Bugün ne pişirdin?

Tilda LEVİ Köşe Yazısı
1 Ağustos 2018 Çarşamba

Ada’da seyredilmesi en keyifli yerlerden biri, giderek azalan manav dükkânlarıdır. Taze sebze ve meyveler kasalardan çıkarılıp, özenle dizilirler. Gel beni al derler adeta. Marketlerde aynı hazzı alamazsınız.

***

Son dönemlerde, kitapçı raflarında ‘Eski Tatlar’, ‘Nostaljik Sofralar’ gibi anılarla harmanlanmış gastronomi kitaplarına sıkça rastlıyorum. Okurken de hayli keyif alıyorum. Bunun bir nedeni kültürlerin yaşatılmak istenmesi…

***

Anneannemle ikiz kız kardeşi her gün telefonda sohbet ederlerdi. Bu konuşmalar bir ritüelle son bulurdu. ‘Bugün ne pişirdin Lina?
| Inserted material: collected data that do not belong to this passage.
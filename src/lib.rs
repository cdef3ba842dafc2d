pub mod adapters;
mod app;
mod assets;
pub mod bot;
pub mod config;
pub mod document;
pub mod ops;
pub mod ports;
pub mod session;
mod state;
mod templates;
pub mod types;

pub use app::app;

use std::net::SocketAddr;

pub async fn serve(addr: SocketAddr, config: config::AppConfig) {
    let listener = tokio::net::TcpListener::bind(addr)
        .await
        .expect("failed to bind address");
    axum::serve(listener, app(config)).await.expect("server error");
}
use crate::ops;
use crate::state;
use crate::templates;
use crate::types::{PaymentMethod, Product, Settings};

use super::auth;

use axum::extract::{Form, Path, State};
use axum::http::HeaderMap;
use axum::http::StatusCode;
use axum::response::{IntoResponse, Redirect, Response};
use serde::Deserialize;
use time::OffsetDateTime;

pub(crate) fn product_card(product: &Product) -> templates::ProductCard {
    templates::ProductCard {
        id: product.id.clone(),
        name: product.name.clone(),
        description: product.description.clone(),
        price: product.price,
        duration: product.duration.clone(),
        stock: product.stock,
        image: product.image.clone(),
    }
}

fn whatsapp_link(settings: &Settings) -> String {
    format!("https://wa.me/{}", settings.whatsapp)
}

pub(crate) async fn home(
    State(state): State<state::AppState>,
    headers: HeaderMap,
) -> templates::HomeTemplate {
    let document = state.snapshot();
    let user = auth::current_user(&state, &headers);

    templates::HomeTemplate {
        app_name: state.config.app_name,
        notice: document.settings.notice.clone(),
        products: document.products.iter().map(product_card).collect(),
        logged_in: user.is_some(),
        user_name: user.map(|user| user.name).unwrap_or_default(),
    }
}

pub(crate) async fn order_form(
    State(state): State<state::AppState>,
    Path(product_id): Path<String>,
) -> Result<templates::OrderFormTemplate, (StatusCode, &'static str)> {
    let document = state.snapshot();
    let product = document
        .products
        .iter()
        .find(|product| product.id == product_id)
        .ok_or((StatusCode::NOT_FOUND, "unknown product"))?;

    Ok(templates::OrderFormTemplate {
        app_name: state.config.app_name,
        product: product_card(product),
        bkash: document.settings.bkash.clone(),
        nagad: document.settings.nagad.clone(),
        whatsapp_link: whatsapp_link(&document.settings),
        error: String::new(),
    })
}

#[derive(Debug, Deserialize)]
pub(crate) struct OrderForm {
    quantity: u32,
    payment_method: String,
    sender_number: String,
    trx_id: String,
    whatsapp: String,
}

pub(crate) async fn order_submit(
    State(state): State<state::AppState>,
    Path(product_id): Path<String>,
    headers: HeaderMap,
    Form(form): Form<OrderForm>,
) -> Response {
    let Some(user) = auth::current_user(&state, &headers) else {
        return Redirect::to("/login").into_response();
    };

    let document = state.snapshot();
    let Some(product) = document
        .products
        .iter()
        .find(|product| product.id == product_id)
    else {
        return (StatusCode::NOT_FOUND, "unknown product").into_response();
    };
    let error_template = |error: String| templates::OrderFormTemplate {
        app_name: state.config.app_name.clone(),
        product: product_card(product),
        bkash: document.settings.bkash.clone(),
        nagad: document.settings.nagad.clone(),
        whatsapp_link: whatsapp_link(&document.settings),
        error,
    };

    let Some(payment_method) = parse_payment_method(&form.payment_method) else {
        return (
            StatusCode::UNPROCESSABLE_ENTITY,
            error_template("Choose bKash or Nagad as the payment method.".to_string()),
        )
            .into_response();
    };

    let request = ops::OrderRequest {
        product_id,
        quantity: form.quantity,
        payment_method,
        sender_number: form.sender_number.trim().to_string(),
        trx_id: form.trx_id.trim().to_string(),
        whatsapp: form.whatsapp.trim().to_string(),
    };

    let result = state.apply(|document| {
        ops::place_order(
            document,
            &user,
            ops::order_id(),
            request,
            OffsetDateTime::now_utc(),
        )
    });

    match result {
        Ok(_order) => Redirect::to("/orders").into_response(),
        Err(err) => (
            StatusCode::UNPROCESSABLE_ENTITY,
            error_template(err.to_string()),
        )
            .into_response(),
    }
}

fn parse_payment_method(raw: &str) -> Option<PaymentMethod> {
    match raw {
        "bKash" => Some(PaymentMethod::Bkash),
        "Nagad" => Some(PaymentMethod::Nagad),
        _ => None,
    }
}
Bugün ne pişirdin Ester? (Ke gizates oy Lina?/ Ke gizates oy Ester?’

Gülüp geçtiğimiz bu cümlelerin hayatımızın önemli bir parçası olacağını kavrayacak yaşta değildik henüz.

***

Annemle günlük telefon görüşmelerimizde mutfak başrolü oynamasa da arada bir ‘bugün ne pişiriyorsun?’ diye birbirimize sorarız.

Geçenlerde büyük teyzemin torunu olan favori kuzinimle yemek konusu açıldı. Her ikimiz de annelerimizin yaptığı çok özel tariflerden bihaberdik. Öğrenmenin zamanıdır diye düşündüm. Bugüne dek neden erteledik, onu da bilmiyorum. Şuuraltında büyüklerimizi hep yanımızda görmek istediğimizden olabilir…
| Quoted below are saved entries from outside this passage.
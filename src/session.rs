use crate::config;

use base64::{STANDARD, STANDARD_NO_PAD, URL_SAFE_NO_PAD, decode_config, encode_config};
use jwt_simple::algorithms::MACLike;
use jwt_simple::prelude::{
    Claims, Duration as JwtDuration, HS256Key, NoCustomClaims, VerificationOptions,
};
use rand::rngs::OsRng;
use rand::{CryptoRng, RngCore};

use std::collections::HashSet;

pub(crate) const SESSION_COOKIE: &str = "subshop_session";
pub(crate) const ADMIN_COOKIE: &str = "subshop_admin";

const CUSTOMER_AUDIENCE: &str = "customer";
const ADMIN_AUDIENCE: &str = "admin";

/// Signs the two session cookies: the customer cookie carries the user id as
/// subject and survives reloads for the configured TTL; the admin cookie is
/// browser-session scoped (no Max-Age), mirroring the ephemeral admin flag.
#[derive(Debug, Clone)]
pub(crate) struct SessionState {
    key: HS256Key,
    issuer: String,
    token_ttl: time::Duration,
    cookie_secure: bool,
}

#[derive(Debug)]
pub enum SessionError {
    InvalidKey,
    InvalidToken,
    MissingExpiry,
    MissingSubject,
}

impl std::fmt::Display for SessionError {
    fn fmt(&self, f: &mut std::fmt::Formatter<'_>) -> std::fmt::Result {
        match self {
            SessionError::InvalidKey => f.write_str("invalid session key"),
            SessionError::InvalidToken => f.write_str("invalid session token"),
            SessionError::MissingExpiry => f.write_str("session token missing expiry"),
            SessionError::MissingSubject => f.write_str("session token missing subject"),
        }
    }
}

impl SessionState {
    pub(crate) fn from_config(config: &config::AppConfig) -> Result<Self, SessionError> {
        let key_bytes = decode_key(&config.session.key)?;
        let key = HS256Key::from_bytes(&key_bytes);

        Ok(Self {
            key,
            issuer: config.app_name.clone(),
            token_ttl: config.session.token_ttl,
            cookie_secure: config.session.cookie_secure,
        })
    }

    pub(crate) fn issue_user_token(&self, user_id: &str) -> Result<String, SessionError> {
        self.issue_token(user_id, CUSTOMER_AUDIENCE)
    }

    pub(crate) fn issue_admin_token(&self) -> Result<String, SessionError> {
        self.issue_token("admin", ADMIN_AUDIENCE)
    }

    fn issue_token(&self, subject: &str, audience: &str) -> Result<String, SessionError> {
        let ttl_seconds = self.token_ttl.whole_seconds();
        if ttl_seconds <= 0 {
            return Err(SessionError::InvalidToken);
        }
        let claims = Claims::create(JwtDuration::from_secs(ttl_seconds as u64))
            .with_subject(subject)
            .with_issuer(&self.issuer)
            .with_audience(audience);
        self.key
            .authenticate(claims)
            .map_err(|_| SessionError::InvalidToken)
    }

    /// Returns the user id the token was issued for.
    pub(crate) fn verify_user_token(&self, token: &str) -> Result<String, SessionError> {
        self.verify_token(token, CUSTOMER_AUDIENCE)
    }

    pub(crate) fn verify_admin_token(&self, token: &str) -> Result<(), SessionError> {
        self.verify_token(token, ADMIN_AUDIENCE).map(|_| ())
    }

    fn verify_token(&self, token: &str, audience: &str) -> Result<String, SessionError> {
        let mut options = VerificationOptions::default();
        let mut issuers = HashSet::new();
        issuers.insert(self.issuer.clone());
        options.allowed_issuers = Some(issuers);
        let mut audiences = HashSet::new();
        audiences.insert(audience.to_string());
        options.allowed_audiences = Some(audiences);

        let claims = self
            .key
            .verify_token::<NoCustomClaims>(token, Some(options))
            .map_err(|_| SessionError::InvalidToken)?;

        if claims.expires_at.is_none() {
            return Err(SessionError::MissingExpiry);
        }

        let subject = claims.subject.ok_or(SessionError::MissingSubject)?;
        if subject.trim().is_empty() {
            return Err(SessionError::MissingSubject);
        }

        Ok(subject)
    }

    pub(crate) fn user_cookie(&self, token: &str) -> String {
        let max_age = self.token_ttl.whole_seconds().max(0);
        let mut cookie = format!(
            "{SESSION_COOKIE}={token}; Path=/; HttpOnly; SameSite=Lax; Max-Age={max_age}"
        );
        if self.cookie_secure {
            cookie.push_str("; Secure");
        }
        cookie
    }

    // No Max-Age: the admin flag does not outlive the browser session.
    pub(crate) fn admin_cookie(&self, token: &str) -> String {
        let mut cookie = format!("{ADMIN_COOKIE}={token}; Path=/; HttpOnly; SameSite=Lax");
        if self.cookie_secure {
            cookie.push_str("; Secure");
        }
        cookie
    }

    pub(crate) fn clear_user_cookie(&self) -> String {
        self.clear_cookie(SESSION_COOKIE)
    }

    pub(crate) fn clear_admin_cookie(&self) -> String {
        self.clear_cookie(ADMIN_COOKIE)
    }

    fn clear_cookie(&self, name: &str) -> String {
        let mut cookie = format!("{name}=; Path=/; HttpOnly; SameSite=Lax; Max-Age=0");
        if self.cookie_secure {
            cookie.push_str("; Secure");
        }
        cookie
    }
}

fn decode_key(raw: &str) -> Result<Vec<u8>, SessionError> {
    let trimmed = raw.trim();
    if trimmed.is_empty() {
        return Err(SessionError::InvalidKey);
    }

    let decoded = decode_config(trimmed, URL_SAFE_NO_PAD)
        .or_else(|_| decode_config(trimmed, STANDARD))
        .or_else(|_| decode_config(trimmed, STANDARD_NO_PAD))
        .map_err(|_| SessionError::InvalidKey)?;

    if decoded.is_empty() {
        return Err(SessionError::InvalidKey);
    }

    Ok(decoded)
}

pub fn generate_session_key() -> Result<String, SessionError> {
    let mut rng = OsRng;
    generate_session_key_with_rng(&mut rng)
}

pub(crate) fn generate_session_key_with_rng<R: RngCore + CryptoRng>(
    rng: &mut R,
) -> Result<String, SessionError> {
    let mut bytes = [0u8; 32];
    rng.fill_bytes(&mut bytes);
    let encoded = encode_config(bytes, URL_SAFE_NO_PAD);
    if encoded.is_empty() {
        return Err(SessionError::InvalidKey);
    }
    Ok(encoded)
}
Kuzinimden farklı bir bakış açısı geldi. ‘tansiyon, diyabet ve kolesterol gibi rahatsızlıklardan dolay sürekli sebze-salata, et/ balık- salata menülerini yağsız, tuzsuz yiyoruz. Eski tarifleri alıp ne yapayım. Bayram özel yemeklerine gelince, en az annelerimiz kadar lezzetli pişiren ‘catering’ firmaları var.

Her şeye rağmen, ‘Farklı Tatlar, Farklı Kültürler’ gibi kitapları okuyup, içimin sızlamaması için hâlâ bilmediklerimi öğrenmekte yarar var.